Two siblings who have the only known mutations in a key gene have helped scientists find potential type 1 diabetes treatments.
The new research, published in the Journal of Experimental Medicine, began when researchers studied two siblings who were diagnosed with a rare genetic form of autoimmune diabetes in the first weeks of life.
The University of Exeter offers free genetic testing worldwide for babies diagnosed with diabetes before they are nine months old.
The services provide a genetic diagnosis for most of the babies. In half of these babies, a change of treatment is allowed.
When the team tested two siblings in the study, no mutation in any of the known causes was identified.
Then, the researchers performed whole genome sequencing to look for previously unknown causes of autoimmune diabetes.

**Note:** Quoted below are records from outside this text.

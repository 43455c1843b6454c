//! Report delivery through the authenticated chat channel.

pub mod digest;
pub mod ports;
pub mod service;

pub use digest::{build_digest, TextMessage};
pub use ports::{AccessTokenSource, DeliveryHistory, MessageSender, SendError};
pub use service::DeliveryService;
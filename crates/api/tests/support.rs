#![allow(dead_code)]

use std::path::PathBuf;
use std::sync::Arc;
use std::time::{SystemTime, UNIX_EPOCH};

use talkreport_common::auth::{CredentialStore, PersistedCredentials};
use talkreport_domain::AppConfig;
use talkreport_infra::SqliteCredentialStore;
use talkreport_lib::AppContext;
use tempfile::TempDir;

/// A context whose database, renders and exports live in a temp dir.
pub struct TestApp {
    pub ctx: AppContext,
    pub dir: TempDir,
}

impl TestApp {
    /// `provider` replaces both Kakao base URLs, e.g. a wiremock server.
    pub async fn new(provider: Option<String>) -> Self {
        let dir = TempDir::new().expect("temp dir should be created");
        let ctx = AppContext::new_with_config(config_in(&dir, provider))
            .await
            .expect("context should build");
        Self { ctx, dir }
    }

    pub fn surface_dir(&self) -> PathBuf {
        self.dir.path().join("renders")
    }

    /// Store a session as if a login had completed earlier.
    pub async fn seed_session(&self, access: &str, refresh: &str, expires_in_ms: i64) {
        let store = SqliteCredentialStore::new(Arc::clone(&self.ctx.db));
        store
            .save(&PersistedCredentials {
                access_token: access.into(),
                refresh_token: Some(refresh.into()),
                expires_at_epoch_ms: now_ms() + expires_in_ms,
            })
            .await
            .expect("credentials should be stored");
    }

    /// Save an opaque `width`x`height` render as `<renders>/<id>.png`.
    pub fn save_render(&self, id: &str, width: u32, height: u32) {
        std::fs::create_dir_all(self.surface_dir()).expect("render dir should be created");
        image::RgbaImage::from_pixel(width, height, image::Rgba([30, 60, 90, 255]))
            .save(self.surface_dir().join(format!("{id}.png")))
            .expect("render should be saved");
    }
}

pub fn config_in(dir: &TempDir, provider: Option<String>) -> AppConfig {
    let mut config = AppConfig::default();
    config.kakao.client_id = "rest-api-key".into();
    config.kakao.link_url = "https://academy.example.com".into();
    if let Some(base) = provider {
        config.kakao.auth_base_url = base.clone();
        config.kakao.api_base_url = base;
    }
    config.storage.database_path = dir.path().join("talkreport.db").to_string_lossy().into_owned();
    config.export.surface_dir = dir.path().join("renders").to_string_lossy().into_owned();
    config.export.output_dir = dir.path().join("exports").to_string_lossy().into_owned();
    config
}

pub fn now_ms() -> i64 {
    SystemTime::now().duration_since(UNIX_EPOCH).expect("clock after epoch").as_millis() as i64
}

Through this, they found a mutation in the gene encoding PD-L1 in the siblings. This could be responsible for very-early onset autoimmune diabetes.
Impacts of type 1 diabetes
Type 1 diabetes is a devastating and life-long disease. The patient’s immune cells wrong destroy the insulin-producing beta cells in the pancreas.
People living with type 1 diabetes need to test their blood sugar and inject insulin throughout their lives to control their blood sugar levels.
There is currently no cure for autoimmune diabetes
Autoimmune diabetes with clinical onset in very early childhood is rare and can result from different genetic variants.
However, there are many cases of early-onset diabetes without known genetic explanation.
Further to this, some cancer patients treated with a category of immunotherapy known as immune checkpoint inhibitors (which target the same pathway the PD-L1 mutation was found in) are prone to developing autoimmune diabetes.
Why this category of cancer immunotherapy can trigger autoimmune diabetes is not well understood.
The PD-L1 protein
The PD-L1 protein is expressed in many different cell types. Its receptor, PD-1, is only expressed in immune cells.
When the two proteins bind together, it provides a stop signal to the immune system, preventing collateral damage to the body’s tissues and organs.
Study author Dr Matthew Johnson, from the University of Exeter, UK, said: “PD-L1 has been particularly well studied in animal models because of its crucial function in sending a stop signal to the immune system and its relevance to cancer immunotherapy.”
Analysis of the siblings’ cells
Scientists from the Rockefeller Institute in New York and King’s College London collaborated with Exeter to investigate the siblings, supported by funding from Wellcome, The Leona M and Harry B Helmsley Charitable Trust, Diabetes UK, and the US National Institutes for Health.
After contacting the family’s clinician, the team collected samples from where they were living in Morocco and returned them to King’s College London within the crucial ten-hour window for analysis while the cells were still alive.
The teams then performed an extensive analysis of the cells.
Johnson continued: “These siblings, therefore, provide us with a unique and incredibly important opportunity to investigate what happens when this gene is disabled in humans.”
The gene should be studied as a potential treatment for type 1 diabetes
Study co-author Dr Masato Ogishi, from the Rockefeller University in New York, said: “We first showed that the mutation completely disabled the function of PD-L1 protein. We then studied the immune system of the siblings to look for immunological abnormalities that could account for their extremely early-onset diabetes.
“As we previously described another two siblings with PD-1 deficiency, both of whom had multi-organ autoimmunity including autoimmune diabetes and extensive dysregulation in their immune cells, we expected to find severe dysregulation of the immune system in the PD-L1-deficient siblings.
“To our great surprise, their immune systems looked pretty much normal in almost all aspects throughout the study. Therefore, PD-L1 is certainly indispensable for preventing autoimmune diabetes but is dispensable for many other aspects of human immune system. We think that PD-L2, another ligand of PD-1, albeit less well-studied than PD-L1, may be serving as a back-up system when PD-L1 is not available. This concept needs to be further investigated in the context of artificial blockade for PD-L1 as cancer immunotherapy.”
Increasing knowledge of how type 1 diabetes develops
The finding increases knowledge of how autoimmune forms of diabetes develop. It opens up a new potential target for treatment that could prevent diabetes in the future.
Dr Lucy Chambers, Head of Research Communications at Diabetes UK, said: “Pioneering treatments that alter the behaviour of the immune system to hold off its attack on the pancreas are already advancing type 1 diabetes treatment in the US, and are awaiting approval here in the UK.
“By zeroing in on the precise role of an important player in the type 1 diabetes immune attack, this exciting discovery could pave the way for treatments that are more effective, more targeted and more transformational for people with or at risk of type 1 diabetes.”